The extent to which W&T is assuming decommissioning liability for the Cox assets is unclear to this observer. Decommissioning information from W&T’s SEC filing is pasted at the end of this post.

In February, Cox won court approval to sell “about a dozen oil fields to Natural Resources Worldwide LLC for about $20 million following a bankruptcy court auction.” This sale is more concerning given that the purchaser has no operating history in the GoM, and scant information about the company can be found online. Perhaps they are affiliated with Natural Resources Partners L.P., an energy investment firm which “owns mineral interests and other rights that are leased to companies engaged in the extraction of minerals,” but “does not mine, drill, or produce minerals, has no operations, and conducts business solely in an office environment.”
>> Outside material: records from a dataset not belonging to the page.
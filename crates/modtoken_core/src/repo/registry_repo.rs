//! Extension registry tables (`registry_*`).
//!
//! # Responsibility
//! - Persist installed extensions in install order.
//! - Persist event and entrypoint slot bindings.
//!
//! # Invariants
//! - Slot rows reference an installed extension row and cascade with it.
//! - This repository never decides conflicts; callers check slots first and
//!   the primary keys reject anything they miss.

use crate::model::address::Address;
use crate::model::event::{EventSet, HandlerMode, LifecycleEvent, Selector};
use crate::model::record::{EntrypointEntry, InstalledExtension, RegistryEntry};
use crate::repo::{
    bool_to_int, parse_address, parse_bool, parse_selector, RepoError, RepoResult,
};
use rusqlite::{params, Connection, OptionalExtension};
use std::collections::BTreeSet;

/// SQLite-backed registry storage.
pub struct SqliteRegistryRepository<'conn> {
    conn: &'conn Connection,
}

impl<'conn> SqliteRegistryRepository<'conn> {
    pub fn new(conn: &'conn Connection) -> Self {
        Self { conn }
    }

    pub fn is_installed(&self, address: &Address) -> RepoResult<bool> {
        let exists: i64 = self.conn.query_row(
            "SELECT EXISTS(SELECT 1 FROM registry_extensions WHERE address = ?1);",
            [address.to_string()],
            |row| row.get(0),
        )?;
        Ok(exists == 1)
    }

    /// Appends one extension row at the end of install order.
    pub fn insert_extension(&self, address: &Address, name: &str, version: &str) -> RepoResult<()> {
        self.conn.execute(
            "INSERT INTO registry_extensions (address, name, version) VALUES (?1, ?2, ?3);",
            params![address.to_string(), name, version],
        )?;
        Ok(())
    }

    pub fn bind_event(
        &self,
        event: LifecycleEvent,
        handler: &Address,
        declared_mode: HandlerMode,
    ) -> RepoResult<()> {
        self.conn.execute(
            "INSERT INTO registry_events (event, handler, declared_mode) VALUES (?1, ?2, ?3);",
            params![event.to_string(), handler.to_string(), declared_mode.as_str()],
        )?;
        Ok(())
    }

    pub fn bind_entrypoint(
        &self,
        selector: Selector,
        handler: &Address,
        name: &str,
        restricted: bool,
    ) -> RepoResult<()> {
        self.conn.execute(
            "INSERT INTO registry_entrypoints (selector, handler, name, restricted)
             VALUES (?1, ?2, ?3, ?4);",
            params![
                selector.to_string(),
                handler.to_string(),
                name,
                bool_to_int(restricted)
            ],
        )?;
        Ok(())
    }

    /// Removes one extension row; its slot rows cascade.
    ///
    /// Returns `false` when no row matched.
    pub fn remove_extension(&self, address: &Address) -> RepoResult<bool> {
        let changed = self.conn.execute(
            "DELETE FROM registry_extensions WHERE address = ?1;",
            [address.to_string()],
        )?;
        Ok(changed > 0)
    }

    pub fn event_entry(&self, event: LifecycleEvent) -> RepoResult<Option<RegistryEntry>> {
        let row = self
            .conn
            .query_row(
                "SELECT handler, declared_mode FROM registry_events WHERE event = ?1;",
                [event.to_string()],
                |row| Ok((row.get::<_, String>(0)?, row.get::<_, String>(1)?)),
            )
            .optional()?;

        let Some((handler, mode)) = row else {
            return Ok(None);
        };
        let declared_mode = HandlerMode::parse(&mode).ok_or_else(|| {
            RepoError::InvalidData(format!(
                "invalid handler mode `{mode}` in registry_events.declared_mode"
            ))
        })?;
        Ok(Some(RegistryEntry {
            event,
            handler: parse_address(&handler, "registry_events.handler")?,
            declared_mode,
        }))
    }

    pub fn entrypoint_entry(&self, selector: Selector) -> RepoResult<Option<EntrypointEntry>> {
        let row = self
            .conn
            .query_row(
                "SELECT handler, name, restricted FROM registry_entrypoints WHERE selector = ?1;",
                [selector.to_string()],
                |row| {
                    Ok((
                        row.get::<_, String>(0)?,
                        row.get::<_, String>(1)?,
                        row.get::<_, i64>(2)?,
                    ))
                },
            )
            .optional()?;

        let Some((handler, name, restricted)) = row else {
            return Ok(None);
        };
        Ok(Some(EntrypointEntry {
            selector,
            handler: parse_address(&handler, "registry_entrypoints.handler")?,
            name,
            restricted: parse_bool(restricted, "registry_entrypoints.restricted")?,
        }))
    }

    pub fn events_of(&self, address: &Address) -> RepoResult<EventSet> {
        let mut stmt = self
            .conn
            .prepare("SELECT event FROM registry_events WHERE handler = ?1;")?;
        let mut rows = stmt.query([address.to_string()])?;
        let mut events = EventSet::new();
        while let Some(row) = rows.next()? {
            let raw: String = row.get(0)?;
            events.insert(parse_selector(&raw, "registry_events.event")?);
        }
        Ok(events)
    }

    pub fn entrypoints_of(&self, address: &Address) -> RepoResult<BTreeSet<Selector>> {
        let mut stmt = self
            .conn
            .prepare("SELECT selector FROM registry_entrypoints WHERE handler = ?1;")?;
        let mut rows = stmt.query([address.to_string()])?;
        let mut selectors = BTreeSet::new();
        while let Some(row) = rows.next()? {
            let raw: String = row.get(0)?;
            selectors.insert(parse_selector(&raw, "registry_entrypoints.selector")?);
        }
        Ok(selectors)
    }

    pub fn get_installed(&self, address: &Address) -> RepoResult<Option<InstalledExtension>> {
        let row = self
            .conn
            .query_row(
                "SELECT name, version FROM registry_extensions WHERE address = ?1;",
                [address.to_string()],
                |row| Ok((row.get::<_, String>(0)?, row.get::<_, String>(1)?)),
            )
            .optional()?;

        match row {
            Some((name, version)) => Ok(Some(self.snapshot(*address, name, version)?)),
            None => Ok(None),
        }
    }

    /// Lists installed extensions in install order.
    pub fn list_installed(&self) -> RepoResult<Vec<InstalledExtension>> {
        let mut stmt = self
            .conn
            .prepare("SELECT address, name, version FROM registry_extensions ORDER BY seq ASC;")?;
        let mut rows = stmt.query([])?;
        let mut headers = Vec::new();
        while let Some(row) = rows.next()? {
            let raw: String = row.get(0)?;
            headers.push((
                parse_address(&raw, "registry_extensions.address")?,
                row.get::<_, String>(1)?,
                row.get::<_, String>(2)?,
            ));
        }

        headers
            .into_iter()
            .map(|(address, name, version)| self.snapshot(address, name, version))
            .collect()
    }

    fn snapshot(
        &self,
        address: Address,
        name: String,
        version: String,
    ) -> RepoResult<InstalledExtension> {
        Ok(InstalledExtension {
            address,
            name,
            version,
            events: self.events_of(&address)?,
            entrypoints: self.entrypoints_of(&address)?,
        })
    }
}

#[cfg(test)]
mod tests {
    use super::SqliteRegistryRepository;
    use crate::db::open_db_in_memory;
    use crate::model::address::Address;
    use crate::model::event::{HandlerMode, Selector};

    #[test]
    fn lists_extensions_in_install_order() {
        let conn = open_db_in_memory().expect("open db");
        let repo = SqliteRegistryRepository::new(&conn);
        let names = ["zeta", "alpha", "mid"];
        for name in names {
            repo.insert_extension(&Address::derive(name), name, "1.0.0")
                .expect("insert extension");
        }

        let listed: Vec<String> = repo
            .list_installed()
            .expect("list")
            .into_iter()
            .map(|ext| ext.name)
            .collect();
        assert_eq!(listed, names);
    }

    #[test]
    fn primary_key_rejects_second_handler_for_event() {
        let conn = open_db_in_memory().expect("open db");
        let repo = SqliteRegistryRepository::new(&conn);
        let first = Address::derive("first");
        let second = Address::derive("second");
        let event = Selector::from_signature("beforeThing()");
        repo.insert_extension(&first, "first", "1.0.0").expect("insert first");
        repo.insert_extension(&second, "second", "1.0.0").expect("insert second");

        repo.bind_event(event, &first, HandlerMode::Optional)
            .expect("first binding");
        assert!(repo.bind_event(event, &second, HandlerMode::Optional).is_err());
        let entry = repo.event_entry(event).expect("lookup").expect("bound");
        assert_eq!(entry.handler, first);
    }

    #[test]
    fn removing_extension_cascades_slot_rows() {
        let conn = open_db_in_memory().expect("open db");
        let repo = SqliteRegistryRepository::new(&conn);
        let ext = Address::derive("ext");
        let event = Selector::from_signature("beforeThing()");
        let entrypoint = Selector::from_signature("setThing(uint256)");
        repo.insert_extension(&ext, "ext", "1.0.0").expect("insert");
        repo.bind_event(event, &ext, HandlerMode::Required).expect("bind event");
        repo.bind_entrypoint(entrypoint, &ext, "setThing", true)
            .expect("bind entrypoint");

        assert!(repo.remove_extension(&ext).expect("remove"));
        assert!(repo.event_entry(event).expect("lookup").is_none());
        assert!(repo.entrypoint_entry(entrypoint).expect("lookup").is_none());
        assert!(!repo.remove_extension(&ext).expect("second remove"));
    }
}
Per BOEM data, Cox filed requests to assign a number of leases to Natural Resources Worldwide (NRW) in May, but those requests have yet to be approved. Hopefully, BOEM is taking a hard look at these requests and their obligations following the court auction. Decommissioning liabilities should be their number one concern. (Note: NRW was just listed as the operator of the former Cox platform at EI 361, so presumably at least some of those assignments have now been approved.)

According to BOEM’s platform data base, Cox and affiliates Energy XXI and EPL still operate 243 platforms, down from 435 in June 2023. Also per the data base, the Cox companies have not removed any platforms during 2023 or 2024 YTD, so the reduction in platforms is presumably the result of the W&T transaction. Most of the remaining Cox platforms are old – 16 of their 77 major platforms were installed in the 1950s!

Meanwhile, Cox and affiliates continue to be the GoM violations leader by far with 549 incidents of non-compliance (INCs) in 2024 YTD, 45% of the GoM total for all operators. No other company has more than 100 INCs (although Whitney Oil and Gas has a disappointing 93 INCs, including 33 facility shut-ins on only 65 inspections!)

operatorplatforms/
major platforms
warning INCscomponent shut-in INCsfacility shut-in INCs
Cox209/69407444
Energy XXI19/77312
EPL5/11611
Total Cox233/77496467
Total GoM1519/73683131768
INCs are for 2024 as of 9/17/2024. A major platform has at least 6 well completions or more than 2 pieces of production equipment.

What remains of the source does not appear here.